══ Information shown

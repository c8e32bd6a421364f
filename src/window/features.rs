//! Window-open feature tokenizer
//!
//! Turns the free-form `features` argument of `window.open` into an ordered
//! map of lowercase names to lowercase values.

use serde::ser::{Serialize, SerializeMap, Serializer};

/// Ordered map of feature name to value.
///
/// Insertion order is preserved; setting an existing name updates its value
/// in place.
#[derive(Debug, Clone, Default, PartialEq, Eq)]
pub struct FeatureMap {
    entries: Vec<(String, String)>,
}

impl FeatureMap {
    pub fn new() -> Self {
        Self::default()
    }

    pub fn get(&self, name: &str) -> Option<&str> {
        self.entries
            .iter()
            .find(|(key, _)| key == name)
            .map(|(_, value)| value.as_str())
    }

    pub fn contains_key(&self, name: &str) -> bool {
        self.entries.iter().any(|(key, _)| key == name)
    }

    pub fn set(&mut self, name: impl Into<String>, value: impl Into<String>) {
        let name = name.into();
        let value = value.into();
        match self.entries.iter_mut().find(|(key, _)| *key == name) {
            Some(entry) => entry.1 = value,
            None => self.entries.push((name, value)),
        }
    }

    /// Remove `name`, returning its value if it was present
    pub fn remove(&mut self, name: &str) -> Option<String> {
        let index = self.entries.iter().position(|(key, _)| key == name)?;
        Some(self.entries.remove(index).1)
    }

    pub fn len(&self) -> usize {
        self.entries.len()
    }

    pub fn is_empty(&self) -> bool {
        self.entries.is_empty()
    }

    pub fn iter(&self) -> impl Iterator<Item = (&str, &str)> {
        self.entries.iter().map(|(k, v)| (k.as_str(), v.as_str()))
    }

    pub fn keys(&self) -> impl Iterator<Item = &str> {
        self.entries.iter().map(|(k, _)| k.as_str())
    }
}

impl<K: Into<String>, V: Into<String>> FromIterator<(K, V)> for FeatureMap {
    fn from_iter<I: IntoIterator<Item = (K, V)>>(iter: I) -> Self {
        let mut map = FeatureMap::new();
        for (name, value) in iter {
            map.set(name, value);
        }
        map
    }
}

impl Serialize for FeatureMap {
    fn serialize<S: Serializer>(&self, serializer: S) -> Result<S::Ok, S::Error> {
        let mut map = serializer.serialize_map(Some(self.entries.len()))?;
        for (name, value) in &self.entries {
            map.serialize_entry(name, value)?;
        }
        map.end()
    }
}

fn is_feature_separator(c: char) -> bool {
    c.is_ascii_whitespace() || c == '=' || c == ','
}

/// Legacy aliases for feature names
pub fn normalize_feature_name(name: &str) -> &str {
    match name {
        "screenx" => "left",
        "screeny" => "top",
        "innerwidth" => "width",
        "innerheight" => "height",
        other => other,
    }
}

struct Cursor<'a> {
    rest: &'a str,
}

impl<'a> Cursor<'a> {
    fn is_eof(&self) -> bool {
        self.rest.is_empty()
    }

    fn skip_while(&mut self, pred: impl Fn(char) -> bool) {
        self.rest = self.rest.trim_start_matches(pred);
    }

    fn consume_until(&mut self, pred: impl Fn(char) -> bool) -> &'a str {
        let end = self.rest.find(pred).unwrap_or(self.rest.len());
        let (taken, rest) = self.rest.split_at(end);
        self.rest = rest;
        taken
    }
}

/// Tokenize a window-open feature string
pub fn tokenize_features(features: &str) -> FeatureMap {
    let mut map = FeatureMap::new();
    let mut cursor = Cursor { rest: features };

    while !cursor.is_eof() {
        cursor.skip_while(is_feature_separator);

        let name = cursor.consume_until(is_feature_separator).to_ascii_lowercase();
        let name = normalize_feature_name(&name).to_string();

        // Whitespace and any run of '=' lead up to the value; ',' ends the
        // feature. "a==b" therefore yields a=b.
        cursor.skip_while(|c| c.is_ascii_whitespace());
        cursor.skip_while(|c| c.is_ascii_whitespace() || c == '=');

        let value = cursor.consume_until(is_feature_separator).to_ascii_lowercase();

        if !name.is_empty() {
            map.set(name, value);
        }
    }

    map
}
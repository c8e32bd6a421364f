//! Prelude module for convenient imports
//!
//! ```no_run
//! use skylight::prelude::*;
//! ```

// Window and callback types
pub use crate::window::{
    EventListener, FrameRequestCallback, IdleDeadline, IdleRequestCallback, IdleRequestOptions,
    MessageEvent, PopupDecision, Window, WindowPostMessageOptions,
};

// Collaborators
pub use crate::event_loop::{EventLoop, TaskSource};
pub use crate::navigable::{Navigable, NavigableRegistry, WindowType};
pub use crate::origin::{Origin, Url, UrlResolver};
pub use crate::runtime::{CloneCodec, Value};

// Configuration and errors
pub use crate::config::WindowConfig;
pub use crate::error::{Error, ErrorKind, Result};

════

■ **Exercise requirements**
Where the word "taken" is present in a line of the listing, copy that line.

■ **Task output**
        let (taken, rest) = self.rest.split_at(end);
        taken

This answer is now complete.